La chronique théâtre de jean- pierre léonardini. Bonnes nouvelles de Bruno Boëglin

Jeudi et vendredi derniers, au Mascarille Théâtre, à Lyon, élégant et accueillant espace créé et piloté par Joëlle Sevilla, il y a eu deux soirées en l’honneur de Bruno Boëglin (1). Bonnes nouvelles donc, de cet homme de théâtre résolument à part, farouchement autonome et inventif, dont les traces demeurent indélébiles dans la mémoire de ceux qui eurent l’heur d’assister à ses créations. Metteur en scène incisif, acteur unique de lui-même, auteur d’univers sans merci sertis dans une sombre beauté, Bruno Boëglin, artiste jusqu’au bout des ongles, désormais, comme on dit, s’est mis à la peinture. Au Mascarille, on a pu juger de l’intensité expressive de ses petits formats. Il y procède par visions intérieures, revisite à son gré Egon Schiele, sculptures gothiques, bas-reliefs précolombiens, souvenirs du Nicaragua (où l’avait entraîné son ami Bernard-Marie Koltès et où il conçut tant d’aventures furieusement poétiques) ou encore imagine des gueules de dictateurs contemporains aux aplats torturés de couleurs coagulées… Ensuite, il est monté sur scène pour lire l’Occupant de l’enclos, un texte de lui qui a de la bouteille. Et pas une ride.

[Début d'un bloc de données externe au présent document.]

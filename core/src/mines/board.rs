use core::ops::Index;

use ndarray::Array2;
use serde::{Deserialize, Serialize};

use crate::*;

/// Cell grid of a mine game plus the counters derived from it.
#[derive(Clone, Debug, PartialEq, Serialize, Deserialize)]
pub struct MineBoard {
    cells: Array2<Cell>,
    mine_count: usize,
    revealed_count: usize,
    flagged_count: usize,
}

impl MineBoard {
    /// A board with no mines laid yet. `mine_count` is the planned count.
    pub fn empty(config: GameConfig) -> Self {
        Self {
            cells: Array2::default(config.dim()),
            mine_count: config.mines,
            revealed_count: 0,
            flagged_count: 0,
        }
    }

    /// A board of `dim` `(rows, cols)` with mines at exactly `mine_coords`.
    pub fn from_mine_coords(dim: Coord2, mine_coords: &[Coord2]) -> Result<Self> {
        let mut mask: Array2<bool> = Array2::default(dim);
        for &coords in mine_coords {
            if coords.0 >= dim.0 || coords.1 >= dim.1 {
                return Err(GameError::InvalidCoords);
            }
            mask[coords.to_nd_index()] = true;
        }

        let mut board = Self::empty(GameConfig::new(dim.1, dim.0, 0));
        board.lay_mines(&mask);
        Ok(board)
    }

    /// Copies `mask` into the cells and computes every neighbor count.
    pub fn lay_mines(&mut self, mask: &Array2<bool>) {
        for (cell, &is_mine) in self.cells.iter_mut().zip(mask.iter()) {
            cell.is_mine = is_mine;
        }
        self.mine_count = mask.iter().filter(|&&is_mine| is_mine).count();

        for (row, col) in self.coords() {
            let neighbor_mines = if self.cells[[row, col]].is_mine {
                0
            } else {
                self.adjacent_mine_count((row, col))
            };
            self.cells[[row, col]].neighbor_mines = neighbor_mines;
        }
    }

    pub fn validate_coords(&self, coords: Coord2) -> Result<Coord2> {
        let (rows, cols) = self.dim();
        if coords.0 < rows && coords.1 < cols {
            Ok(coords)
        } else {
            Err(GameError::InvalidCoords)
        }
    }

    /// `(rows, cols)`
    pub fn dim(&self) -> Coord2 {
        self.cells.dim()
    }

    pub fn width(&self) -> Coord {
        self.dim().1
    }

    pub fn height(&self) -> Coord {
        self.dim().0
    }

    pub fn total_cells(&self) -> usize {
        self.cells.len()
    }

    pub fn mine_count(&self) -> usize {
        self.mine_count
    }

    pub fn safe_cell_count(&self) -> usize {
        self.total_cells() - self.mine_count
    }

    pub fn revealed_count(&self) -> usize {
        self.revealed_count
    }

    pub fn flagged_count(&self) -> usize {
        self.flagged_count
    }

    pub fn all_safe_revealed(&self) -> bool {
        self.revealed_count == self.safe_cell_count()
    }

    pub fn cell_at(&self, coords: Coord2) -> Cell {
        self.cells[coords.to_nd_index()]
    }

    pub fn rows(&self) -> Vec<Vec<Cell>> {
        self.cells.rows().into_iter().map(|row| row.to_vec()).collect()
    }

    pub fn adjacent_mine_count(&self, coords: Coord2) -> u8 {
        let count = self
            .cells
            .iter_neighbors(coords)
            .filter(|&pos| self[pos].is_mine)
            .count();
        // at most 8 neighbors
        count as u8
    }

    /// Reveals `start` and, from every zero cell reached, its hidden
    /// neighbors. Each cell is revealed at most once; flagged cells and
    /// board edges stop the fill.
    pub fn reveal_from(&mut self, start: Coord2) -> RevealOutcome {
        if !self[start].is_hidden() {
            return RevealOutcome::NoChange;
        }

        if self[start].is_mine {
            self.cells[start.to_nd_index()].is_revealed = true;
            self.revealed_count += 1;
            return RevealOutcome::HitMine;
        }

        let mut to_visit = vec![start];
        while let Some(coords) = to_visit.pop() {
            let cell = &mut self.cells[coords.to_nd_index()];
            if !cell.is_hidden() {
                continue;
            }
            cell.is_revealed = true;
            self.revealed_count += 1;

            if cell.neighbor_mines == 0 {
                to_visit.extend(
                    self.cells
                        .iter_neighbors(coords)
                        .filter(|&pos| self.cells[pos.to_nd_index()].is_hidden()),
                );
            }
        }

        RevealOutcome::Revealed
    }

    pub fn toggle_flag(&mut self, coords: Coord2) -> MarkOutcome {
        let cell = &mut self.cells[coords.to_nd_index()];
        if cell.is_revealed {
            return MarkOutcome::NoChange;
        }

        cell.is_flagged = !cell.is_flagged;
        if cell.is_flagged {
            self.flagged_count += 1;
        } else {
            self.flagged_count -= 1;
        }
        MarkOutcome::Changed
    }

    /// Shows every mine that is not flagged.
    pub fn reveal_all_mines(&mut self) {
        for cell in self.cells.iter_mut() {
            if cell.is_mine && !cell.is_flagged {
                cell.is_revealed = true;
            }
        }
    }

    pub fn flag_all_mines(&mut self) {
        for cell in self.cells.iter_mut() {
            if cell.is_mine && !cell.is_flagged {
                cell.is_flagged = true;
                self.flagged_count += 1;
            }
        }
    }

    fn coords(&self) -> impl Iterator<Item = Coord2> + use<> {
        let (rows, cols) = self.dim();
        (0..rows).flat_map(move |row| (0..cols).map(move |col| (row, col)))
    }
}

impl Index<Coord2> for MineBoard {
    type Output = Cell;

    fn index(&self, coords: Coord2) -> &Self::Output {
        &self.cells[coords.to_nd_index()]
    }
}

#[cfg(test)]
mod tests {
    use super::*;

    fn board(dim: Coord2, mines: &[Coord2]) -> MineBoard {
        MineBoard::from_mine_coords(dim, mines).unwrap()
    }

    #[test]
    fn neighbor_counts_cover_all_eight_directions() {
        let b = board((3, 3), &[(0, 0), (0, 2), (2, 1)]);
        assert_eq!(b[(1, 1)].neighbor_mines, 3);
        assert_eq!(b[(0, 1)].neighbor_mines, 2);
        assert_eq!(b[(2, 2)].neighbor_mines, 1);
        assert_eq!(b.mine_count(), 3);
    }

    #[test]
    fn flood_fill_stops_at_numbered_border() {
        // mine column on the right edge of a 4x5 board
        let b = &mut board((4, 5), &[(0, 4), (1, 4), (2, 4), (3, 4)]);

        assert_eq!(b.reveal_from((0, 0)), RevealOutcome::Revealed);

        for row in 0..4 {
            for col in 0..4 {
                assert!(b[(row, col)].is_revealed, "({row}, {col}) hidden");
            }
            assert!(!b[(row, 4)].is_revealed);
        }
        assert_eq!(b.revealed_count(), 16);
        assert!(b.all_safe_revealed());
    }

    #[test]
    fn flood_fill_does_not_cross_flags() {
        let mut b = board((1, 5), &[(0, 4)]);
        b.toggle_flag((0, 2));

        b.reveal_from((0, 0));

        assert!(b[(0, 0)].is_revealed && b[(0, 1)].is_revealed);
        assert!(b[(0, 2)].is_flagged && !b[(0, 2)].is_revealed);
        assert!(!b[(0, 3)].is_revealed);
        assert_eq!(b.revealed_count(), 2);
    }

    #[test]
    fn numbered_cell_reveals_alone() {
        let mut b = board((3, 3), &[(0, 0)]);
        assert_eq!(b.reveal_from((1, 1)), RevealOutcome::Revealed);
        assert_eq!(b.revealed_count(), 1);
        assert_eq!(b.reveal_from((1, 1)), RevealOutcome::NoChange);
    }

    #[test]
    fn mine_reveal_counts_the_mine() {
        let mut b = board((2, 2), &[(0, 0)]);
        assert_eq!(b.reveal_from((0, 0)), RevealOutcome::HitMine);
        assert_eq!(b.revealed_count(), 1);
    }

    #[test]
    fn flags_toggle_and_never_cover_revealed_cells() {
        let mut b = board((2, 2), &[(0, 0)]);
        assert_eq!(b.toggle_flag((0, 0)), MarkOutcome::Changed);
        assert_eq!(b.flagged_count(), 1);
        assert_eq!(b.toggle_flag((0, 0)), MarkOutcome::Changed);
        assert_eq!(b.flagged_count(), 0);

        b.reveal_from((1, 1));
        assert_eq!(b.toggle_flag((1, 1)), MarkOutcome::NoChange);
        assert!(!b[(1, 1)].is_flagged);
    }

    #[test]
    fn reveal_all_mines_leaves_flags_alone() {
        let mut b = board((2, 2), &[(0, 0), (1, 1)]);
        b.toggle_flag((1, 1));
        b.reveal_all_mines();

        assert!(b[(0, 0)].is_revealed);
        assert!(b[(1, 1)].is_flagged && !b[(1, 1)].is_revealed);
    }

    #[test]
    fn rejects_out_of_bounds_mines() {
        assert_eq!(
            MineBoard::from_mine_coords((2, 2), &[(2, 0)]),
            Err(GameError::InvalidCoords)
        );
    }
}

Croyez-moi sur parole, en vingt minutes, ce fut foudroyant de voir et entendre Bruno Boëglin au regard pointu derrière les lunettes, à l’élocution ciselée savamment sarcastique, en train d’incarner ce court manifeste d’homme irréconcilié avec la société, porteur d’un humour noir digne de figurer dans l’anthologie du genre, jadis établie par André Breton. Il émanait de ce corps frêle, que la maladie n’a pas épargné, un magnétisme intact, né d’une lucidité prodigieuse et d’un stoïcisme narquois sans apitoiement. Ces deux soirées étaient dues à l’Association des amis de Bruno Boëglin, au nom de laquelle Michel Laurent a présenté les projets (2). Il faut savoir qu’en novembre, pour une durée de trois mois, la Maison de la culture de Grenoble accueillera une grande exposition des peintures de Bruno ainsi que des photographies de ses mises en scène, depuis ses débuts à la compagnie de la Mouche. À l’automne doit paraître, édité par les Solitaires intempestifs, un beau livre consacré, selon la formule, à sa vie et son œuvre, avec de nombreux témoignages de gens qui ont travaillé avec lui et des photographies inédites. Le titre de l’ouvrage est Une vie dans le désordre des esprits. Il y aura quatre chapitres : « Insoumission et marginalité », « La violence en regard », « Détournements et visions », « Les bonheurs de la fuite ». 

Magnétisme intact, né d’une lucidité prodigieuse et d’un stoïcisme narquois.